LASERs (light amplification by stimulated emission of radiation) are sources of high-intensity monochromatic (single wave length) coherent light that can be used for the treatment of various dermatologic conditions. How they are used depends on the wavelength, pulse characteristics, and fluence (energy output) of the laser being used, and the nature of the condition being treated.

Various kinds of lasers are available; they are differentiated by the medium that produces the laser beam. Each of the different types of lasers has a specific range of utility, depending on its wavelength and penetration.

What is a ruby laser?

A ruby laser is a solid-state laser that uses a synthetic ruby crystal as its laser medium. The active laser medium (laser gain/amplification medium) is a synthetic ruby rod that is energised through optical pumping (typically by a xenon flashtube).

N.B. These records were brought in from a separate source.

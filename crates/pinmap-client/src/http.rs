use async_trait::async_trait;
use pinmap_core::{CreatedPin, Error, NewPin, Pin, PinService, Result, ServerConfig};
use reqwest::multipart::{Form, Part};
use reqwest::{Client, Response, Url};
use std::time::Duration;

/// Path of the pin listing endpoint, relative to the base URL.
const GET_PINS_PATH: &str = "api/get_pins";
/// Path of the pin creation endpoint, relative to the base URL.
const ADD_PIN_PATH: &str = "api/add_pin";

/// Pin service backed by the pin server's HTTP API.
pub struct HttpPinService {
    /// HTTP client for API requests.
    client: Client,
    /// Base URL, always ending with `/`.
    base_url: Url,
}

impl HttpPinService {
    /// Creates a client for the server described by `config`.
    ///
    /// # Errors
    ///
    /// Returns an error if the base URL does not parse or the client cannot be built.
    pub fn new(config: &ServerConfig) -> Result<Self> {
        let mut raw = config.base_url.trim().to_owned();
        if !raw.ends_with('/') {
            raw.push('/');
        }
        let base_url = Url::parse(&raw)
            .map_err(|err| Error::Config(format!("Invalid server URL {raw}: {err}")))?;

        let client = Client::builder()
            .timeout(Duration::from_secs(config.timeout_seconds))
            .build()?;

        Ok(Self { client, base_url })
    }

    /// Resolves an API path against the base URL.
    fn endpoint(&self, path: &str) -> Result<Url> {
        self.base_url
            .join(path)
            .map_err(|err| Error::Other(format!("Failed to build URL for {path}: {err}")))
    }

    /// Turns a non-success status into [`Error::Rejected`].
    async fn check_status(response: Response, endpoint: &str) -> Result<Response> {
        let status = response.status();
        if status.is_success() {
            return Ok(response);
        }
        let body = response
            .text()
            .await
            .unwrap_or_else(|_| "<unreadable body>".to_owned());
        tracing::warn!("{endpoint} answered {status}: {body}");
        Err(Error::Rejected {
            status: status.as_u16(),
        })
    }
}

/// Builds the multipart body for a new pin.
fn pin_form(pin: NewPin) -> Result<Form> {
    let mut form = Form::new()
        .text("name", pin.name)
        .text("lat", pin.location.lat.to_string())
        .text("lng", pin.location.lng.to_string());

    if let Some(image) = pin.image {
        let part = Part::bytes(image.bytes)
            .file_name(image.file_name)
            .mime_str(image.mime_type)?;
        form = form.part("image", part);
    }

    Ok(form)
}

#[async_trait]
impl PinService for HttpPinService {
    fn name(&self) -> &'static str {
        "http"
    }

    async fn list_pins(&self) -> Result<Vec<Pin>> {
        let url = self.endpoint(GET_PINS_PATH)?;
        tracing::debug!("GET {url}");

        let response = self.client.get(url).send().await?;
        let response = Self::check_status(response, GET_PINS_PATH).await?;
        let body = response.text().await?;
        let pins: Vec<Pin> = serde_json::from_str(&body)?;

        tracing::info!("Fetched {} pins", pins.len());
        Ok(pins)
    }

    async fn add_pin(&self, pin: NewPin) -> Result<Option<CreatedPin>> {
        let url = self.endpoint(ADD_PIN_PATH)?;
        tracing::info!(
            "POST {url} name={:?} lat={} lng={} image={}",
            pin.name,
            pin.location.lat,
            pin.location.lng,
            pin.image
                .as_ref()
                .map_or("none", |image| image.file_name.as_str())
        );

        let form = pin_form(pin)?;
        let response = self.client.post(url).multipart(form).send().await?;
        let response = Self::check_status(response, ADD_PIN_PATH).await?;

        let body = response.text().await?;
        match serde_json::from_str::<CreatedPin>(&body) {
            Ok(created) => Ok(Some(created)),
            Err(err) => {
                tracing::debug!("add_pin answer carried no pin: {err}");
                Ok(None)
            }
        }
    }
}

#[cfg(test)]
mod tests {
    use super::*;
    use pinmap_core::{ImageAttachment, LatLng};
    use tokio::io::{AsyncReadExt as _, AsyncWriteExt as _};
    use tokio::net::{TcpListener, TcpStream};
    use tokio::task::JoinHandle;

    /// Reads one HTTP request (headers and body) from the stream.
    async fn read_request(stream: &mut TcpStream) -> String {
        let mut buffer = Vec::new();
        let mut chunk = [0_u8; 4096];
        loop {
            let read = stream.read(&mut chunk).await.unwrap();
            if read == 0 {
                break;
            }
            buffer.extend_from_slice(&chunk[..read]);

            let Some(header_end) = buffer.windows(4).position(|window| window == b"\r\n\r\n")
            else {
                continue;
            };
            let headers = String::from_utf8_lossy(&buffer[..header_end]).to_lowercase();
            if headers.contains("transfer-encoding: chunked") {
                if buffer.ends_with(b"0\r\n\r\n") {
                    break;
                }
                continue;
            }
            let content_length = headers
                .lines()
                .find_map(|line| line.strip_prefix("content-length:"))
                .and_then(|value| value.trim().parse::<usize>().ok())
                .unwrap_or(0);
            if buffer.len() >= header_end + 4 + content_length {
                break;
            }
        }
        String::from_utf8_lossy(&buffer).into_owned()
    }

    /// Serves exactly one request with a canned answer and hands back the raw request.
    async fn serve_once(status_line: &'static str, body: &'static str) -> (String, JoinHandle<String>) {
        let listener = TcpListener::bind("127.0.0.1:0").await.unwrap();
        let address = listener.local_addr().unwrap();

        let handle = tokio::spawn(async move {
            let (mut stream, _) = listener.accept().await.unwrap();
            let request = read_request(&mut stream).await;
            let response = format!(
                "HTTP/1.1 {status_line}\r\nContent-Type: application/json\r\nContent-Length: {}\r\nConnection: close\r\n\r\n{body}",
                body.len()
            );
            stream.write_all(response.as_bytes()).await.unwrap();
            stream.shutdown().await.unwrap();
            request
        });

        (format!("http://{address}"), handle)
    }

    fn service(base_url: String) -> HttpPinService {
        HttpPinService::new(&ServerConfig {
            base_url,
            timeout_seconds: 5,
        })
        .unwrap()
    }

    fn new_pin(image: Option<ImageAttachment>) -> NewPin {
        NewPin {
            name: "Vishnupad".to_owned(),
            location: LatLng::new(24.7663, 85.0089),
            image,
        }
    }

    #[test]
    fn test_endpoint_keeps_base_path() {
        let svc = service("http://pins.example.org/gaya".to_owned());
        assert_eq!(
            svc.endpoint(GET_PINS_PATH).unwrap().as_str(),
            "http://pins.example.org/gaya/api/get_pins"
        );

        let svc = service("http://pins.example.org/".to_owned());
        assert_eq!(
            svc.endpoint(ADD_PIN_PATH).unwrap().as_str(),
            "http://pins.example.org/api/add_pin"
        );
    }

    #[test]
    fn test_invalid_base_url() {
        let result = HttpPinService::new(&ServerConfig {
            base_url: "::not a url::".to_owned(),
            timeout_seconds: 5,
        });
        assert!(matches!(result, Err(Error::Config(_))));
    }

    #[tokio::test]
    async fn test_list_pins_parses_array() {
        let (base, server) = serve_once(
            "200 OK",
            r#"[{"name":"Temple","lat":24.69,"lng":84.99,"author":"asha","image_url":null},
                {"name":"Ghat","lat":24.8,"lng":85.0,"author":"ravi","image_url":"/static/uploads/ghat.jpg"}]"#,
        )
        .await;

        let pins = service(base).list_pins().await.unwrap();
        assert_eq!(pins.len(), 2);
        assert_eq!(pins[0].name, "Temple");
        assert_eq!(pins[1].image_url.as_deref(), Some("/static/uploads/ghat.jpg"));

        let request = server.await.unwrap();
        assert!(request.starts_with("GET /api/get_pins HTTP/1.1"), "{request}");
    }

    #[tokio::test]
    async fn test_list_pins_empty() {
        let (base, server) = serve_once("200 OK", "[]").await;
        let pins = service(base).list_pins().await.unwrap();
        assert!(pins.is_empty());
        server.await.unwrap();
    }

    #[tokio::test]
    async fn test_list_pins_invalid_json() {
        let (base, server) = serve_once("200 OK", "<html>login</html>").await;
        let result = service(base).list_pins().await;
        assert!(matches!(result, Err(Error::Json(_))));
        server.await.unwrap();
    }

    #[tokio::test]
    async fn test_list_pins_server_error() {
        let (base, server) = serve_once("500 Internal Server Error", "{}").await;
        let result = service(base).list_pins().await;
        assert!(matches!(result, Err(Error::Rejected { status: 500 })));
        server.await.unwrap();
    }

    #[tokio::test]
    async fn test_add_pin_sends_multipart_with_image() {
        let (base, server) = serve_once(
            "200 OK",
            r#"{"message":"Pin added!","pin":{"name":"Vishnupad","lat":24.7663,"lng":85.0089,"author":"asha","image_url":"/static/uploads/steps.png"}}"#,
        )
        .await;

        let image = ImageAttachment {
            file_name: "steps.png".to_owned(),
            mime_type: "image/png",
            bytes: b"PNGDATA".to_vec(),
        };
        let created = service(base).add_pin(new_pin(Some(image))).await.unwrap();
        let created = created.expect("Server answer should carry the pin");
        assert_eq!(created.pin.author, "asha");

        let request = server.await.unwrap();
        assert!(request.starts_with("POST /api/add_pin HTTP/1.1"), "{request}");
        assert!(request.to_lowercase().contains("content-type: multipart/form-data"));
        assert!(request.contains("name=\"name\""));
        assert!(request.contains("Vishnupad"));
        assert!(request.contains("name=\"lat\""));
        assert!(request.contains("24.7663"));
        assert!(request.contains("name=\"lng\""));
        assert!(request.contains("85.0089"));
        assert!(request.contains("name=\"image\"; filename=\"steps.png\""));
        assert!(request.contains("PNGDATA"));
    }

    #[tokio::test]
    async fn test_add_pin_without_image_omits_part() {
        let (base, server) = serve_once("200 OK", r#"{"message":"Pin added!"}"#).await;

        let created = service(base).add_pin(new_pin(None)).await.unwrap();
        assert!(created.is_none(), "Body without pin should yield None");

        let request = server.await.unwrap();
        assert!(request.contains("name=\"name\""));
        assert!(!request.contains("name=\"image\""));
    }

    #[tokio::test]
    async fn test_add_pin_rejected() {
        let (base, server) = serve_once("400 Bad Request", r#"{"error":"Missing data"}"#).await;
        let result = service(base).add_pin(new_pin(None)).await;
        assert!(matches!(result, Err(Error::Rejected { status: 400 })));
        server.await.unwrap();
    }

    #[tokio::test]
    async fn test_connection_refused_is_network_error() {
        let listener = TcpListener::bind("127.0.0.1:0").await.unwrap();
        let address = listener.local_addr().unwrap();
        drop(listener);

        let result = service(format!("http://{address}")).list_pins().await;
        let error = result.expect_err("Closed port should fail");
        assert!(error.is_network(), "Unexpected error: {error}");
    }
}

The wavelength of a laser is measured in namometres (nm). Ruby lasers produce pulses of visible light of a deep red colour, at a wavelength of 694.3 nm. Typical ruby laser pulse lengths are of the order of a millisecond.

How does the ruby laser work?

  • The Q-switched ruby laser (QSRL) used for dermatological applications works on the principle of selective thermolysis. Q-switching refers to the technique of producing high intensity laser beams in very short pulses.
  • The active medium (a ruby crystal) enables high output energy (100–200 MW) at extremely short pulse times (20–80 nanoseconds) at a wavelength of 694 nm.
  • The selected wavelength of laser light is absorbed to a high degree by the target structure (called a chromophore) compared to surrounding tissue.
  • The pulse duration of laser energy is shorter than the target structure’s thermal relaxation time – this is the time taken for the target to cool by 50% of its peak temperature after irradiation.
  • This shorter pulse duration ensures that the impact of thermal energy is limited to the target structure and does not affect the surrounding tissue.
  • When ruby laser light hits the skin, it may be reflected, transmitted, or absorbed. Absorbed energy is most responsible for the clinical effect because it is converted to thermal energy (heat) by the intended targets (chromophores) thereby killing the diseased cells.
  • The skin chromophores commonly targeted by the ruby laser are haemoglobin, melanin, and tattoo ink, each of which has its own unique absorption spectrum of laser light.
  • Complications result when energy intended for the target chromophore is nonselectively diffused and absorbed by surrounding tissues and structures.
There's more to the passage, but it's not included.